Der Beitrag von Interim Management zum Unternehmenserfolg ist umso größer, je höher die Position des Interim Managers in der Hierarchie des Einsatzunternehmens angesiedelt ist. Eine wichtige Rolle spielen dabei die Kompetenzen, über die der Interim Manager im Einsatzunternehmen verfügt. Je umfangreicher die Führungsverantwortung und Personalkompetenz, desto größer der Beitrag zur Zielerreichung. Interim Manager können dann besonders gut arbeiten, wenn sie klare Informationen erhalten, gut in das Unternehmen eingebunden sind beziehungsweise von ihrem Auftraggeber aktiv unterstützt werden sowie die Ressourcen bekommen, die sie benötigen.  Grundsätzliche sollen die Rahmenbedingungen so gestaltet sein, dass Konflikte und Komplikationen so gering wie möglich ausfallen. Darüber hinaus ist eine regelmäßige Kommunikation über den Projektverlauf und die Ergebnisse  mit den Stakeholdern zu beachten, um deren Zufriedenheit sicherzustellen.

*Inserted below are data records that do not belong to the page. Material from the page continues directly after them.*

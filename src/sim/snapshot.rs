use std::fmt;

use crate::common::types::{FrameId, PageId};
use crate::sim::replacer::PolicyKind;

/// Per-slot policy metadata as exposed by [`Snapshot`].
#[derive(Debug, Clone, Copy, PartialEq, Eq)]
pub enum SlotMeta {
    /// Position in the recency order, 0 = most recently used; None for an
    /// empty slot.
    Lru { rank: Option<usize> },
    /// Reference bit state.
    Clock { referenced: bool },
    /// Access counter; 0 for an empty slot.
    Lfu { frequency: u64 },
}

/// State of one frame at snapshot time.
#[derive(Debug, Clone, Copy, PartialEq, Eq)]
pub struct FrameSnapshot {
    pub slot: FrameId,
    pub page: Option<PageId>,
    pub meta: SlotMeta,
}

/// Read-only projection of the simulator state after the last reference.
///
/// Pure and idempotent: two snapshots taken with no intervening reference
/// compare equal. `hand` is the clock cursor and is None for other policies.
#[derive(Debug, Clone, PartialEq, Eq)]
pub struct Snapshot {
    pub policy: PolicyKind,
    pub hand: Option<FrameId>,
    pub frames: Vec<FrameSnapshot>,
}

impl Snapshot {
    /// Pages currently resident, in slot order.
    pub fn resident_pages(&self) -> Vec<PageId> {
        self.frames.iter().filter_map(|frame| frame.page).collect()
    }
}

impl fmt::Display for Snapshot {
    fn fmt(&self, f: &mut fmt::Formatter<'_>) -> fmt::Result {
        writeln!(f, "policy: {}", self.policy)?;
        for frame in &self.frames {
            match frame.page {
                Some(page) => {
                    write!(f, "frame {}: page {}", frame.slot, page)?;
                    match frame.meta {
                        SlotMeta::Lru { rank: Some(rank) } => writeln!(f, " (recency {rank})")?,
                        SlotMeta::Lru { rank: None } => writeln!(f)?,
                        SlotMeta::Clock { referenced } => {
                            writeln!(f, " (ref {})", referenced as u8)?
                        }
                        SlotMeta::Lfu { frequency } => writeln!(f, " (freq {frequency})")?,
                    }
                }
                None => writeln!(f, "frame {}: empty", frame.slot)?,
            }
        }
        if let Some(hand) = self.hand {
            writeln!(f, "hand -> frame {hand}")?;
        }
        Ok(())
    }
}
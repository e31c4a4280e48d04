use std::collections::VecDeque;

use log::debug;

use crate::common::types::{FrameId, PageId};
use crate::sim::error::SimError;
use crate::sim::replacer::{PolicyKind, Replacer};
use crate::sim::snapshot::{FrameSnapshot, Snapshot};
use crate::sim::table::FrameTable;

/// Result of a single page reference.
#[derive(Debug, Clone, Copy, PartialEq, Eq)]
pub enum ReferenceOutcome {
    /// The page was already resident.
    Hit,
    /// The page was installed into a free frame.
    MissInstalled,
    /// The page displaced a resident page.
    MissEvicted(PageId),
}

/// Page-replacement simulator over a fixed set of frames.
///
/// One entry point, [`reference`](Simulator::reference), drives the whole
/// state machine: lookup, policy bookkeeping, and eviction when the frame
/// table is full. The replacement policy is chosen once at construction.
#[derive(Debug)]
pub struct Simulator {
    table: FrameTable,
    replacer: Replacer,
    free_list: VecDeque<FrameId>,
}

impl Simulator {
    pub fn new(capacity: usize, kind: PolicyKind) -> Result<Self, SimError> {
        if capacity < 1 {
            return Err(SimError::InvalidCapacity(capacity));
        }
        Ok(Self {
            table: FrameTable::new(capacity),
            replacer: Replacer::new(kind, capacity),
            free_list: (0..capacity).collect(),
        })
    }

    pub fn capacity(&self) -> usize {
        self.table.capacity()
    }

    pub fn occupied(&self) -> usize {
        self.table.occupied()
    }

    pub fn policy(&self) -> PolicyKind {
        self.replacer.kind()
    }

    /// Finds the frame currently holding `page`.
    pub fn lookup(&self, page: PageId) -> Option<FrameId> {
        self.table.lookup(page)
    }

    /// Process one page reference.
    ///
    /// On a hit the policy refreshes its per-slot metadata. On a miss the
    /// page goes into the lowest-indexed free frame, or, with the table
    /// full, into the frame the policy picks as its victim. Infallible:
    /// every page id is legal.
    pub fn reference(&mut self, page: PageId) -> ReferenceOutcome {
        if let Some(slot) = self.table.lookup(page) {
            self.replacer.record_hit(slot);
            return ReferenceOutcome::Hit;
        }

        // Free frames are handed out in index order
        if let Some(slot) = self.free_list.pop_front() {
            self.table.install(slot, page);
            self.replacer.record_install(slot);
            debug!("Installed page {} into free frame {}", page, slot);
            return ReferenceOutcome::MissInstalled;
        }

        let slot = self.replacer.victim(&self.table);
        let victim = self.table.evict(slot);
        self.replacer.remove(slot);
        self.table.install(slot, page);
        self.replacer.record_install(slot);
        debug!("Evicted page {} from frame {} for page {}", victim, slot, page);
        ReferenceOutcome::MissEvicted(victim)
    }

    /// Process a whole reference stream, returning one outcome per page.
    pub fn run<I>(&mut self, stream: I) -> Vec<ReferenceOutcome>
    where
        I: IntoIterator<Item = PageId>,
    {
        stream.into_iter().map(|page| self.reference(page)).collect()
    }

    /// Read-only projection of the current frame state.
    pub fn snapshot(&self) -> Snapshot {
        let metas = self.replacer.slot_metas(self.table.capacity());
        let frames = metas
            .into_iter()
            .enumerate()
            .map(|(slot, meta)| FrameSnapshot {
                slot,
                page: self.table.page(slot),
                meta,
            })
            .collect();
        Snapshot {
            policy: self.replacer.kind(),
            hand: self.replacer.hand(),
            frames,
        }
    }
}
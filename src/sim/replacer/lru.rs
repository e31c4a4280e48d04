use crate::common::types::FrameId;
use crate::sim::table::FrameTable;

/// LRU (Least Recently Used) page replacement policy.
///
/// The recency order is an intrusive doubly linked list threaded through two
/// slot-indexed vectors, head = most recently used, tail = eviction
/// candidate. Promotions and removals relink integer indices only; no
/// allocation happens after construction.
#[derive(Debug)]
pub struct LruReplacer {
    prev: Vec<Option<FrameId>>,
    next: Vec<Option<FrameId>>,
    head: Option<FrameId>,
    tail: Option<FrameId>,
}

impl LruReplacer {
    pub fn new(capacity: usize) -> Self {
        Self {
            prev: vec![None; capacity],
            next: vec![None; capacity],
            head: None,
            tail: None,
        }
    }

    /// Record that a resident frame has been accessed: promote it to head.
    pub fn record_hit(&mut self, slot: FrameId) {
        if self.head == Some(slot) {
            return;
        }
        self.detach(slot);
        self.push_front(slot);
    }

    /// Record that a frame has been filled with a new page: insert at head.
    pub fn record_install(&mut self, slot: FrameId) {
        self.push_front(slot);
    }

    /// Drop a frame from the recency order ahead of its eviction.
    pub fn remove(&mut self, slot: FrameId) {
        self.detach(slot);
    }

    /// Victim selection: the least recently used frame, i.e. the tail.
    pub fn victim(&self, _table: &FrameTable) -> FrameId {
        match self.tail {
            Some(slot) => slot,
            None => panic!("LRU victim requested but the recency order is empty"),
        }
    }

    /// Walks the recency order, yielding slots from most to least recent.
    pub fn order(&self) -> impl Iterator<Item = FrameId> + '_ {
        let mut cursor = self.head;
        std::iter::from_fn(move || {
            let slot = cursor?;
            cursor = self.next[slot];
            Some(slot)
        })
    }

    fn push_front(&mut self, slot: FrameId) {
        self.prev[slot] = None;
        self.next[slot] = self.head;
        if let Some(head) = self.head {
            self.prev[head] = Some(slot);
        }
        self.head = Some(slot);
        if self.tail.is_none() {
            self.tail = Some(slot);
        }
    }

    fn detach(&mut self, slot: FrameId) {
        let prev = self.prev[slot];
        let next = self.next[slot];
        match prev {
            Some(p) => self.next[p] = next,
            None if self.head == Some(slot) => self.head = next,
            None => return, // not linked
        }
        match next {
            Some(n) => self.prev[n] = prev,
            None => self.tail = prev,
        }
        self.prev[slot] = None;
        self.next[slot] = None;
    }
}
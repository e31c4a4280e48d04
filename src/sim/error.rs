use thiserror::Error;

#[derive(Error, Debug)]
pub enum SimError {
    #[error("Frame capacity must be at least 1, got {0}")]
    InvalidCapacity(usize),
    #[error("Unknown replacement policy: {0}")]
    UnknownPolicy(String),
}
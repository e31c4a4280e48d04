use anyhow::Result;
use framesim::{PageId, PolicyKind, Simulator, SlotMeta, Snapshot};

// Create a simulator with the standard test capacity of 4 frames
pub fn create_test_simulator(kind: PolicyKind) -> Result<Simulator> {
    Ok(Simulator::new(4, kind)?)
}

// Pages by slot index, None for empty frames
pub fn pages_by_slot(snapshot: &Snapshot) -> Vec<Option<PageId>> {
    snapshot.frames.iter().map(|frame| frame.page).collect()
}

// Resident pages sorted ascending, for set comparisons
pub fn resident_sorted(snapshot: &Snapshot) -> Vec<PageId> {
    let mut pages = snapshot.resident_pages();
    pages.sort_unstable();
    pages
}

// LRU recency order as pages, head (most recent) to tail
pub fn recency_order(snapshot: &Snapshot) -> Vec<PageId> {
    let mut ranked: Vec<(usize, PageId)> = snapshot
        .frames
        .iter()
        .filter_map(|frame| match (frame.meta, frame.page) {
            (SlotMeta::Lru { rank: Some(rank) }, Some(page)) => Some((rank, page)),
            _ => None,
        })
        .collect();
    ranked.sort_unstable();
    ranked.into_iter().map(|(_, page)| page).collect()
}

// Clock reference bits by slot index
pub fn ref_bits(snapshot: &Snapshot) -> Vec<bool> {
    snapshot
        .frames
        .iter()
        .map(|frame| match frame.meta {
            SlotMeta::Clock { referenced } => referenced,
            other => panic!("expected clock metadata, got {:?}", other),
        })
        .collect()
}

// LFU access counters by slot index
pub fn frequencies(snapshot: &Snapshot) -> Vec<u64> {
    snapshot
        .frames
        .iter()
        .map(|frame| match frame.meta {
            SlotMeta::Lfu { frequency } => frequency,
            other => panic!("expected lfu metadata, got {:?}", other),
        })
        .collect()
}
use anyhow::Result;
use clap::{Parser, Subcommand};
use rustyline::error::ReadlineError;
use rustyline::history::DefaultHistory;
use rustyline::Editor;

use framesim::{PageId, PolicyKind, ReferenceOutcome, Simulator};

const HISTORY_FILE: &str = ".fsim_history";

#[derive(Parser)]
#[command(author, version, about = "fsim - page replacement simulator")]
struct Cli {
    /// Number of physical frames
    #[arg(short, long, default_value_t = 4)]
    capacity: usize,

    /// Replacement policy (lru, clock, lfu)
    #[arg(short, long, default_value = "lru")]
    policy: String,

    /// Command to execute
    #[command(subcommand)]
    command: Commands,
}

#[derive(Subcommand)]
enum Commands {
    /// Run a reference stream and print the resulting frame state
    Run {
        /// Page numbers to reference, in order
        pages: Vec<PageId>,

        /// Print the frame state after every reference
        #[arg(short, long)]
        trace: bool,
    },

    /// Start an interactive shell
    Shell,
}

fn main() -> Result<()> {
    let cli = Cli::parse();
    let policy: PolicyKind = cli.policy.parse()?;
    let mut sim = Simulator::new(cli.capacity, policy)?;

    match cli.command {
        Commands::Run { pages, trace } => run_stream(&mut sim, &pages, trace),
        Commands::Shell => run_shell(&mut sim),
    }
}

fn describe(page: PageId, outcome: ReferenceOutcome) -> String {
    match outcome {
        ReferenceOutcome::Hit => format!("page {page}: hit"),
        ReferenceOutcome::MissInstalled => format!("page {page}: miss, installed"),
        ReferenceOutcome::MissEvicted(victim) => {
            format!("page {page}: miss, evicted page {victim}")
        }
    }
}

fn run_stream(sim: &mut Simulator, pages: &[PageId], trace: bool) -> Result<()> {
    for &page in pages {
        let outcome = sim.reference(page);
        println!("{}", describe(page, outcome));
        if trace {
            println!("{}", sim.snapshot());
        }
    }
    if !trace {
        println!("{}", sim.snapshot());
    }
    Ok(())
}

fn run_shell(sim: &mut Simulator) -> Result<()> {
    println!(
        "framesim shell: {} policy, {} frames. Type 'help' for assistance or 'exit' to quit.",
        sim.policy(),
        sim.capacity()
    );

    let mut rl = Editor::<(), DefaultHistory>::new()?;
    if let Err(err) = rl.load_history(HISTORY_FILE) {
        if !err.to_string().contains("No such file or directory") {
            println!("Error loading history: {}", err);
        }
    }

    loop {
        let readline = rl.readline("fsim> ");
        match readline {
            Ok(line) => {
                let _ = rl.add_history_entry(&line);

                let line = line.trim();
                if line.is_empty() {
                    continue;
                }

                match line.to_lowercase().as_str() {
                    "exit" | "quit" => {
                        println!("Goodbye!");
                        break;
                    }
                    "help" => {
                        print_help();
                    }
                    "dump" => {
                        print!("{}", sim.snapshot());
                    }
                    "reset" => {
                        *sim = Simulator::new(sim.capacity(), sim.policy())
                            .expect("capacity already validated");
                        println!("Frames cleared.");
                    }
                    _ => match line.parse::<PageId>() {
                        Ok(page) => {
                            let outcome = sim.reference(page);
                            println!("{}", describe(page, outcome));
                        }
                        Err(_) => {
                            println!("Unrecognized command: {}", line);
                        }
                    },
                }
            }
            Err(ReadlineError::Interrupted) => {
                println!("CTRL-C");
                break;
            }
            Err(ReadlineError::Eof) => {
                println!("CTRL-D");
                break;
            }
            Err(err) => {
                println!("Error: {}", err);
                break;
            }
        }
    }

    if let Err(err) = rl.save_history(HISTORY_FILE) {
        println!("Error saving history: {}", err);
    }
    Ok(())
}

fn print_help() {
    println!("Available commands:");
    println!("  <page>   - Reference a page by number");
    println!("  dump     - Print the current frame state");
    println!("  reset    - Clear all frames and policy state");
    println!("  help     - Display this help message");
    println!("  exit     - Exit the shell");
}
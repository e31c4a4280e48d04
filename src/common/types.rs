/// Virtual page number type.
///
/// Page numbers are unbounded non-negative integers; the simulator places no
/// upper limit on the identifiers a reference stream may use.
pub type PageId = u64;

/// Physical frame (slot) index type, always in `[0, capacity)`.
pub type FrameId = usize;
use sqlx::{Result, Sqlite, SqlitePool, Transaction};
use serde::{Deserialize, Serialize};

/// Well-known global counter keys
pub const COUNTER_TOTAL_REQUESTS: &str = "totalRequests";
pub const COUNTER_UPSTREAM_ERRORS: &str = "upstreamErrors";

#[derive(Debug, Clone, sqlx::FromRow, Serialize, Deserialize)]
pub struct ProviderMetric {
    pub id: String,
    pub name: Option<String>,
    pub count: i64,
    pub errors: i64,
}

/// Add a delta to a global counter inside an open transaction
pub async fn bump_counter_tx(
    tx: &mut Transaction<'_, Sqlite>,
    key: &str,
    delta: i64,
) -> Result<u64> {
    let res = sqlx::query(r#"
        INSERT INTO metrics_counters (key, value) VALUES (?, ?)
        ON CONFLICT(key) DO UPDATE SET value = value + excluded.value
    "#)
        .bind(key)
        .bind(delta)
        .execute(&mut **tx)
        .await?;
    Ok(res.rows_affected())
}

/// Add a delta to a per-model request count inside an open transaction
pub async fn bump_model_count_tx(
    tx: &mut Transaction<'_, Sqlite>,
    model: &str,
    delta: i64,
) -> Result<u64> {
    let res = sqlx::query(r#"
        INSERT INTO metrics_models (model, count) VALUES (?, ?)
        ON CONFLICT(model) DO UPDATE SET count = count + excluded.count
    "#)
        .bind(model)
        .bind(delta)
        .execute(&mut **tx)
        .await?;
    Ok(res.rows_affected())
}

/// Add request/error deltas to a per-provider row inside an open transaction
pub async fn bump_provider_metric_tx(
    tx: &mut Transaction<'_, Sqlite>,
    id: &str,
    name: &str,
    count_delta: i64,
    error_delta: i64,
) -> Result<u64> {
    let res = sqlx::query(r#"
        INSERT INTO metrics_providers (id, name, count, errors) VALUES (?, ?, ?, ?)
        ON CONFLICT(id) DO UPDATE SET
            name = excluded.name,
            count = count + excluded.count,
            errors = errors + excluded.errors
    "#)
        .bind(id)
        .bind(name)
        .bind(count_delta)
        .bind(error_delta)
        .execute(&mut **tx)
        .await?;
    Ok(res.rows_affected())
}

/// Read one global counter (0 when absent)
pub async fn get_counter(pool: &SqlitePool, key: &str) -> Result<i64> {
    let row: Option<(i64,)> = sqlx::query_as("SELECT value FROM metrics_counters WHERE key = ?")
        .bind(key)
        .fetch_optional(pool)
        .await?;
    Ok(row.map(|r| r.0).unwrap_or(0))
}

/// Read all global counters
pub async fn list_counters(pool: &SqlitePool) -> Result<Vec<(String, i64)>> {
    let rows: Vec<(String, i64)> = sqlx::query_as("SELECT key, value FROM metrics_counters")
        .fetch_all(pool)
        .await?;
    Ok(rows)
}

/// Read all per-model counts
pub async fn list_model_counts(pool: &SqlitePool) -> Result<Vec<(String, i64)>> {
    let rows: Vec<(String, i64)> = sqlx::query_as("SELECT model, count FROM metrics_models")
        .fetch_all(pool)
        .await?;
    Ok(rows)
}

/// Read all per-provider metrics
pub async fn list_provider_metrics(pool: &SqlitePool) -> Result<Vec<ProviderMetric>> {
    let rows = sqlx::query_as::<_, ProviderMetric>("SELECT * FROM metrics_providers")
        .fetch_all(pool)
        .await?;
    Ok(rows)
}

/// Drop per-provider metrics for a deleted provider
pub async fn delete_provider_metric(pool: &SqlitePool, id: &str) -> Result<u64> {
    let res = sqlx::query("DELETE FROM metrics_providers WHERE id = ?")
        .bind(id)
        .execute(pool)
        .await?;
    Ok(res.rows_affected())
}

Die genannten Punkte verwundern wahrscheinlich nicht, sind es doch dieselben Hebel, die jedem Projekt und jeder Aufgabe zum Erfolg verhelfen.

Vertragsregelungen mit dem Interim Manager wie die Höhe der Tagessätze oder erfolgsabhängige Vergütungskomponenten haben laut Studie nur einen geringen Einfluss auf den Unternehmenserfolg.  Nicht nachweisbar ist interessanterweise die Bedeutung von Projekt- und Berufserfahrung sowie  soziodemographischer Merkmale für den Beitrag zum Erfolg. Alter, kulturelle Herkunft oder einschlägige Branchenkenntnisse haben laut Studie ebenfalls keinen nennenswerten Einfluss. Von Bedeutung sind jedoch selbstsicheres Auftreten,  Analyse- und Konfliktfähigkeit sowie das Vertrauen des Auftraggebers. Daher wird dringlich empfohlen, auf die Passung des Interim Managers zum Unternehmen und zu den Persönlichkeiten der Entscheider mittels professionellem Auswahlverfahren zu achten.